Many of us (and I mean many) have simply been waiting it out for Sunak to lose the election and for Kemi – they’d surely learnt their lesson now – to take over as she should have done before. Yet the Tory party, if those odds are right, are about to self-harm once again. To choose one lousy leader is misfortune; to choose two is sheer carelessness; to choose three hints at a delusional brain-rot which should terrify us all. It seems the Tories have looked at Keir Starmer, decided that two terms of him would be better than one, and are preparing to hurl themselves off Beachy Head.

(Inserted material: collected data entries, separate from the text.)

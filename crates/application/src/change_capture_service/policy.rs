use std::collections::HashSet;

use auditrail_core::{AppError, AppResult};
use regex::Regex;

/// Marker written in place of secret field values.
pub const REDACTION_MARKER: &str = "***REDACTED***";

const EXCLUDED_ENTITY_KINDS: &[&str] = &[
    "AuditLog",
    "AuditRecord",
    "RefreshToken",
    "Session",
    "MigrationHistory",
    "_sqlx_migrations",
];

const SENSITIVE_FIELDS: &[&str] = &[
    // compensation
    "Salary",
    "BaseSalary",
    "Compensation",
    "Bonus",
    "Commission",
    // banking
    "BankAccountNumber",
    "BankName",
    "IBAN",
    "SwiftCode",
    // national identifiers
    "NationalId",
    "SSN",
    "TaxId",
    "PassportNumber",
    // medical and emergency contact
    "MedicalInfo",
    "HealthCondition",
    "EmergencyContact",
    "EmergencyPhone",
    // employment status
    "TerminationDate",
    "TerminationReason",
    "EmploymentStatus",
    "IsTerminated",
    "IsOffboarded",
    // credentials
    "PasswordHash",
    "MfaSecret",
    "BackupCodes",
    // authorization
    "Role",
    "Permissions",
    "IsActive",
    "IsAdmin",
];

const SECRET_FIELD_PATTERN: &str = "(?i)password|secret";

/// Immutable capture configuration: which entity kinds are skipped, which fields
/// raise severity, and which fields are redacted.
#[derive(Debug, Clone)]
pub struct CapturePolicy {
    excluded_entity_kinds: HashSet<String>,
    sensitive_fields: HashSet<String>,
    secret_field_pattern: Regex,
}

impl CapturePolicy {
    /// Builds the standard policy.
    pub fn standard() -> AppResult<Self> {
        Self::new(
            EXCLUDED_ENTITY_KINDS.iter().copied(),
            SENSITIVE_FIELDS.iter().copied(),
            SECRET_FIELD_PATTERN,
        )
    }

    /// Builds a policy from explicit sets. Names are matched case-insensitively.
    pub fn new<'a>(
        excluded_entity_kinds: impl IntoIterator<Item = &'a str>,
        sensitive_fields: impl IntoIterator<Item = &'a str>,
        secret_field_pattern: &str,
    ) -> AppResult<Self> {
        let secret_field_pattern = Regex::new(secret_field_pattern).map_err(|error| {
            AppError::Validation(format!("invalid secret field pattern: {error}"))
        })?;

        Ok(Self {
            excluded_entity_kinds: excluded_entity_kinds
                .into_iter()
                .map(str::to_ascii_lowercase)
                .collect(),
            sensitive_fields: sensitive_fields
                .into_iter()
                .map(str::to_ascii_lowercase)
                .collect(),
            secret_field_pattern,
        })
    }

    /// Returns a copy with additional sensitive field names.
    #[must_use]
    pub fn with_extra_sensitive_fields<I, S>(mut self, fields: I) -> Self
    where
        I: IntoIterator<Item = S>,
        S: AsRef<str>,
    {
        self.sensitive_fields.extend(
            fields
                .into_iter()
                .map(|field| field.as_ref().trim().to_ascii_lowercase())
                .filter(|field| !field.is_empty()),
        );
        self
    }

    /// Returns whether changes to this entity kind are never captured.
    #[must_use]
    pub fn is_excluded(&self, entity_kind: &str) -> bool {
        self.excluded_entity_kinds
            .contains(&entity_kind.to_ascii_lowercase())
    }

    /// Returns whether a change to this field raises severity.
    #[must_use]
    pub fn is_sensitive(&self, field_name: &str) -> bool {
        self.sensitive_fields
            .contains(&field_name.to_ascii_lowercase())
    }

    /// Returns whether this field's value must never be serialized.
    #[must_use]
    pub fn is_secret(&self, field_name: &str) -> bool {
        self.secret_field_pattern.is_match(field_name)
    }
}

While Tom Tugendhat, though surely a shoo-in for shadow Foreign Secretary, seems out of the picture (odds 33-1), let’s look at how the other three candidates fared at party conference in Birmingham last week. James Cleverly, who made a decent enough Home Secretary, certainly has pleasant qualities: a slight twinkle in the eye, as though he can’t bear to take himself seriously for much longer than he has to, and a winning smile that would thaw out most on the doorstep. He is probably the nicest of........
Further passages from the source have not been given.